▶ _THE TASK_: Starting with the first line below, reproduce each line exactly until you have included the one bearing "let mut table = Table::default();".

○ ○ ○ ○ ○

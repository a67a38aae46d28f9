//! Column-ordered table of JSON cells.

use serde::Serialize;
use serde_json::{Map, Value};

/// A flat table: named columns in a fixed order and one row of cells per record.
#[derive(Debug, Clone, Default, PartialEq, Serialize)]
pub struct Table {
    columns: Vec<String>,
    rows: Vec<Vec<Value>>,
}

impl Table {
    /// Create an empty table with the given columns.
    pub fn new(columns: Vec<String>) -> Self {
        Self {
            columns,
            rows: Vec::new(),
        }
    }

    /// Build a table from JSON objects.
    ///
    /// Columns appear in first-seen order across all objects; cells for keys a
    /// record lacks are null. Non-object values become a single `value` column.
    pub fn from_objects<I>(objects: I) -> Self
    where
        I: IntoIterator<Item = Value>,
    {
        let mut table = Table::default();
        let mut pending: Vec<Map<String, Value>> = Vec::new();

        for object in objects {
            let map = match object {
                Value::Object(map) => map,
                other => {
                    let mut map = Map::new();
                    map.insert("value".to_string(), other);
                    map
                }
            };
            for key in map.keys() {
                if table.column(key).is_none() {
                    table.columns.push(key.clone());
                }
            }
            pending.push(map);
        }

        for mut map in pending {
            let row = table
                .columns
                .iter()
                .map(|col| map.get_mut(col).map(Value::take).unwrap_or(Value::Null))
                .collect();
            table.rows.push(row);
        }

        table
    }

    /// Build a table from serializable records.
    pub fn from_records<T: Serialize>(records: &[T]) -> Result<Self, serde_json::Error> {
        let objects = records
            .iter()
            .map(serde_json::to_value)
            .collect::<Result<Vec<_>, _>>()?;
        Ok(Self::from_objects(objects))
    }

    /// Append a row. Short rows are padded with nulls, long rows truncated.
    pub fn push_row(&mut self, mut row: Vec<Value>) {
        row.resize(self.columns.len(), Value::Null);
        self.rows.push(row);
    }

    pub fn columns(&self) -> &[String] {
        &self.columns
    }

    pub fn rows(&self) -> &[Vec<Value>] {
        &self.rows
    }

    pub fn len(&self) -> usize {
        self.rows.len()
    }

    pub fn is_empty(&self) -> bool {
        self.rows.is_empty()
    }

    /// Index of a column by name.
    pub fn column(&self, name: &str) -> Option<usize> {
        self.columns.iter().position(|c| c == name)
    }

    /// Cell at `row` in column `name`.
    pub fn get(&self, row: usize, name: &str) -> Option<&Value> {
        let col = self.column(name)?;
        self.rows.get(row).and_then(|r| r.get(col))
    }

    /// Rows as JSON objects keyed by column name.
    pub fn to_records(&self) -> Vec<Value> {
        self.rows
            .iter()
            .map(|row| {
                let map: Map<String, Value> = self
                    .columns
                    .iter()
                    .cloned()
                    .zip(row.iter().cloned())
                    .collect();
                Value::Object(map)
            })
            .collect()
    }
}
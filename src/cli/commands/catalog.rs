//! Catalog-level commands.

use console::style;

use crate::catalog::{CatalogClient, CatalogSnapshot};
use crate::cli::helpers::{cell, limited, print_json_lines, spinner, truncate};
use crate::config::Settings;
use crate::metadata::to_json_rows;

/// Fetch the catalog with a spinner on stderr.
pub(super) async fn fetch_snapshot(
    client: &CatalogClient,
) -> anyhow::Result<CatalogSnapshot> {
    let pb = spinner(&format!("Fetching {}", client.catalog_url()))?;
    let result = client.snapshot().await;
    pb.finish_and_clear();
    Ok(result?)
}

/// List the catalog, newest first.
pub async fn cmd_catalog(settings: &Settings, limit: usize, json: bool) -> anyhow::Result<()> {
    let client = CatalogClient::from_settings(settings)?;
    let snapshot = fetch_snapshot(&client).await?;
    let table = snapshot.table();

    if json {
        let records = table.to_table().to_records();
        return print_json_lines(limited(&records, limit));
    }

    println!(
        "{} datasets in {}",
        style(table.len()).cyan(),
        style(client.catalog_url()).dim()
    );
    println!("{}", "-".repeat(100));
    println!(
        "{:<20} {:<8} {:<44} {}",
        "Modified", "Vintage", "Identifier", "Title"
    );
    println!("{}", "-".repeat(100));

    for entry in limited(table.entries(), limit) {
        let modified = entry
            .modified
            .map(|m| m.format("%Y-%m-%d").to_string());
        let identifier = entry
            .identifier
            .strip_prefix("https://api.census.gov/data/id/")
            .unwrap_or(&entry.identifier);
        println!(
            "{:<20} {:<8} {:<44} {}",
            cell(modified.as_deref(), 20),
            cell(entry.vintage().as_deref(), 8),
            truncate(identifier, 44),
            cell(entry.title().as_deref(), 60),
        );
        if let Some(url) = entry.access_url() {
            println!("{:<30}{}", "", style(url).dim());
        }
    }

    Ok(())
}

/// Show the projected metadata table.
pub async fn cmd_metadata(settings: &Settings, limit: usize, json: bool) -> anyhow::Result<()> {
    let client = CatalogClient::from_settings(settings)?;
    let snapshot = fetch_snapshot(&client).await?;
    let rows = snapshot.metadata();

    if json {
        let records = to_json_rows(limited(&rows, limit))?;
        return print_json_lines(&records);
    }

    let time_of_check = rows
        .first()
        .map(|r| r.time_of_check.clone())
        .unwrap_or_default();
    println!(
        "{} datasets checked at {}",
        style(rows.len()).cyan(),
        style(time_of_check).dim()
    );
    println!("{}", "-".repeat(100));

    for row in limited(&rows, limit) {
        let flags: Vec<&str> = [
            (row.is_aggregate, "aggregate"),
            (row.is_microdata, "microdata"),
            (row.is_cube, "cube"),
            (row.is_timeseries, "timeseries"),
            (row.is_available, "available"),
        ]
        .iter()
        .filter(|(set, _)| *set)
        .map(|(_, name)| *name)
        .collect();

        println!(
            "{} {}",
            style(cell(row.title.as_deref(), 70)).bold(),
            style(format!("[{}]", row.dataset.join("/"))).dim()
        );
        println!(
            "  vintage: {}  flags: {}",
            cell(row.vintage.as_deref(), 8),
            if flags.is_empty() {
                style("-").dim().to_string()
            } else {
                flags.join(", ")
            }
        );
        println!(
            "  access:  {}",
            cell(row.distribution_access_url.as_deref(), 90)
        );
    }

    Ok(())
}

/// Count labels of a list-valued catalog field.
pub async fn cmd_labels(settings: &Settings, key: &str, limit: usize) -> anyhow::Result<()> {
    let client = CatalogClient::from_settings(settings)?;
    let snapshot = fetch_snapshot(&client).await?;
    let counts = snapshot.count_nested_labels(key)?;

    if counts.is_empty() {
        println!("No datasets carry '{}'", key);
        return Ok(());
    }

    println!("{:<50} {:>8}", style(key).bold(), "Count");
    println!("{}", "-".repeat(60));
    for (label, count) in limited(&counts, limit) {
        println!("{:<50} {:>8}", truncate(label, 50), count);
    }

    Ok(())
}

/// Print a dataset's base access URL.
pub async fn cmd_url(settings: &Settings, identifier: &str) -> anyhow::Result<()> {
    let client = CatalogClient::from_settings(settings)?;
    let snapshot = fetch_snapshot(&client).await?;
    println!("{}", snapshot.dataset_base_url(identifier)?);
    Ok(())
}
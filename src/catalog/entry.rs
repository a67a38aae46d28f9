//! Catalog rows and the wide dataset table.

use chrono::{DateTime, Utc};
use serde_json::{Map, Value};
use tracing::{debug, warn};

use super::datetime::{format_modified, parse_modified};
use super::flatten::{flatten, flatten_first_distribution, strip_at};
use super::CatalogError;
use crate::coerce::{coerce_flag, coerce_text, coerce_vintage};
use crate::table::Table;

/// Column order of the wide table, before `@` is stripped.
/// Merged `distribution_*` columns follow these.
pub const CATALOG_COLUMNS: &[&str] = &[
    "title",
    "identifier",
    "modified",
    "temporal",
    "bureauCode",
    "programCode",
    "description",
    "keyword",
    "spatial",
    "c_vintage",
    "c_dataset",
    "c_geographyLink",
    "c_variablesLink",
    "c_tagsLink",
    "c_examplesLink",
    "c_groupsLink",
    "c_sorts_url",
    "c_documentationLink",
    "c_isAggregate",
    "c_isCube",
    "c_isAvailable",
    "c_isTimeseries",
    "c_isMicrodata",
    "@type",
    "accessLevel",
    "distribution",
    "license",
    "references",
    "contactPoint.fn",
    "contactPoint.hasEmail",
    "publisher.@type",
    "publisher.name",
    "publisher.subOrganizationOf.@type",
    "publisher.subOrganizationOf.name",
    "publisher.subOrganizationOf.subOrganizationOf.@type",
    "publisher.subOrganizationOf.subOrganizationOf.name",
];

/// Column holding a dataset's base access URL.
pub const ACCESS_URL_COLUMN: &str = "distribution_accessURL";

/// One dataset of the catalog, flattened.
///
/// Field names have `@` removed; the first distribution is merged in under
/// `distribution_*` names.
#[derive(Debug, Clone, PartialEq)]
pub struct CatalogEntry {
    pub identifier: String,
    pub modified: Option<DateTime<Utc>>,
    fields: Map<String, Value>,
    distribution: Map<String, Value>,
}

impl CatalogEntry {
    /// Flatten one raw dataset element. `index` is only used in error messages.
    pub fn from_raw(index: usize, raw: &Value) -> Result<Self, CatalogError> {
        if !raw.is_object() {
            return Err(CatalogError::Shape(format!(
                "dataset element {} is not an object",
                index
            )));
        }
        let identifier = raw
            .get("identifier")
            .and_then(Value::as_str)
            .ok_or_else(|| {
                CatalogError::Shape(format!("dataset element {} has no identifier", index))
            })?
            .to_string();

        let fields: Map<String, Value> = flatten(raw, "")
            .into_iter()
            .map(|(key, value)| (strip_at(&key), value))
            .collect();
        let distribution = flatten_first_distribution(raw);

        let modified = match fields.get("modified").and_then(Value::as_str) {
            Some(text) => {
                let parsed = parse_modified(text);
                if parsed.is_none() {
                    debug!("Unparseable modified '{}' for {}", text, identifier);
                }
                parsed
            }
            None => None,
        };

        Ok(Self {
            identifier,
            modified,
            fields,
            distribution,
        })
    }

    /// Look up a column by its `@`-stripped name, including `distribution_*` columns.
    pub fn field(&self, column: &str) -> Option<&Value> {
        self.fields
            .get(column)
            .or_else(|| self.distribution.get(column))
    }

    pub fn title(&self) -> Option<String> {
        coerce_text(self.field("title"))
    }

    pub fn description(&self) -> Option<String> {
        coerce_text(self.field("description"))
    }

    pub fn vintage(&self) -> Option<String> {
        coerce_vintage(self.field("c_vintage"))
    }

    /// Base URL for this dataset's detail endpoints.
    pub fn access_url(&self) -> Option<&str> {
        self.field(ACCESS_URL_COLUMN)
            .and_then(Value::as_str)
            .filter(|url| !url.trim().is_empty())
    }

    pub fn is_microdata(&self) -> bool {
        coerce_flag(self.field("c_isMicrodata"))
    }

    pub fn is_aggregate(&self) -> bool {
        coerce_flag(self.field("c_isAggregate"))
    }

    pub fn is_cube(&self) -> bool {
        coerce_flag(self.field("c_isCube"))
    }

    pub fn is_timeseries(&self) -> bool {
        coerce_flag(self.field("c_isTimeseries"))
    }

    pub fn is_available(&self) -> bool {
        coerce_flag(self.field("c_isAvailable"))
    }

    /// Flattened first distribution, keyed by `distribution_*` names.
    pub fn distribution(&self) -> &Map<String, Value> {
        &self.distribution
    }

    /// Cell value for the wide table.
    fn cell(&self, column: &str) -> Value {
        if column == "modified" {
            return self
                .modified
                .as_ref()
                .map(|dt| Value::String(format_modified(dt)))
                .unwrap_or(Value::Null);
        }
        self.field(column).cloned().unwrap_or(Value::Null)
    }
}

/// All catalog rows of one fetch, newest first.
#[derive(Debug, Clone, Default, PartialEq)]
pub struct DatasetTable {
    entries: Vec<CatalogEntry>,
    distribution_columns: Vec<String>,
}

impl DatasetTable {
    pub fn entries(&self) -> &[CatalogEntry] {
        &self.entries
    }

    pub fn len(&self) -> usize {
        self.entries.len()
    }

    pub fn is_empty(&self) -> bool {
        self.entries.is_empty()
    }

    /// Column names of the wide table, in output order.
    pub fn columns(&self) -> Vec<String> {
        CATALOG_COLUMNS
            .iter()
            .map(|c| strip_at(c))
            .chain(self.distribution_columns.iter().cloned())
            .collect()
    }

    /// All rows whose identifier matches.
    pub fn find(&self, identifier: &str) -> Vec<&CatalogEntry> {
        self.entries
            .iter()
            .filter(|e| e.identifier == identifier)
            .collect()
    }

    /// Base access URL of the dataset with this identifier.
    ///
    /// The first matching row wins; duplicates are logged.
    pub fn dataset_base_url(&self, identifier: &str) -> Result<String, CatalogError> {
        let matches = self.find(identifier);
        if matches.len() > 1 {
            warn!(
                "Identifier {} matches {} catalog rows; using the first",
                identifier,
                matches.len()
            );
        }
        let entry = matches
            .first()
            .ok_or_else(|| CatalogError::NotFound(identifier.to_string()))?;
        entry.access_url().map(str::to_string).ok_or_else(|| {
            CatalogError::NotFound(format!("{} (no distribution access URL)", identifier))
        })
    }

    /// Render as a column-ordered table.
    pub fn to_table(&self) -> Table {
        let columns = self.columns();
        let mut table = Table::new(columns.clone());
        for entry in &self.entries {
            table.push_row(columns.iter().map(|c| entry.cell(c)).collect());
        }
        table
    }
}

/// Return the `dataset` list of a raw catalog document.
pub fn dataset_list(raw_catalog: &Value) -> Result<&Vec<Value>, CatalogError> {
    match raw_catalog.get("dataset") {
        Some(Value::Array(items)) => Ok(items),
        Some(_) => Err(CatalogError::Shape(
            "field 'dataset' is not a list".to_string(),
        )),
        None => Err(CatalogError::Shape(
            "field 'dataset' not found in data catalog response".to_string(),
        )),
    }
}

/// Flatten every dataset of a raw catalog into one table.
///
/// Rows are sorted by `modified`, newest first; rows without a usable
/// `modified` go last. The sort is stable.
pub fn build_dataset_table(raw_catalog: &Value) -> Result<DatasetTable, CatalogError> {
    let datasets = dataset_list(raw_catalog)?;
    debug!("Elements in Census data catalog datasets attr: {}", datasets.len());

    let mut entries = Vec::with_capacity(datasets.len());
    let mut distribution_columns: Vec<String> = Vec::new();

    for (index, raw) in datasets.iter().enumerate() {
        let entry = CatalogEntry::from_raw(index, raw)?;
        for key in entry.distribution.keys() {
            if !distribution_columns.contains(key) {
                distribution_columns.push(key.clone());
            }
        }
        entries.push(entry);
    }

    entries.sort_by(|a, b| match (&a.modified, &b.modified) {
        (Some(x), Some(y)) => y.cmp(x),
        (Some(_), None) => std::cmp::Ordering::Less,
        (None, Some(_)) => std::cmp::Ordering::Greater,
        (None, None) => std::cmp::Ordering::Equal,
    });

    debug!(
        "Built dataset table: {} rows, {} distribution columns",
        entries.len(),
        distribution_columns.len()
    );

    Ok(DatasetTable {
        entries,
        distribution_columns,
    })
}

○ ○ ○ ○ ○

▶ _OUTPUT FOR THIS TASK_:
repository a67a38aae46d28f9
//! Column-ordered table of JSON cells.

use serde::Serialize;
use serde_json::{Map, Value};

/// A flat table: named columns in a fixed order and one row of cells per record.
#[derive(Debug, Clone, Default, PartialEq, Serialize)]
pub struct Table {
    columns: Vec<String>,
    rows: Vec<Vec<Value>>,
}

impl Table {
    /// Create an empty table with the given columns.
    pub fn new(columns: Vec<String>) -> Self {
        Self {
            columns,
            rows: Vec::new(),
        }
    }

    /// Build a table from JSON objects.
    ///
    /// Columns appear in first-seen order across all objects; cells for keys a
    /// record lacks are null. Non-object values become a single `value` column.
    pub fn from_objects<I>(objects: I) -> Self
    where
        I: IntoIterator<Item = Value>,
    {
        let mut table = Table::default();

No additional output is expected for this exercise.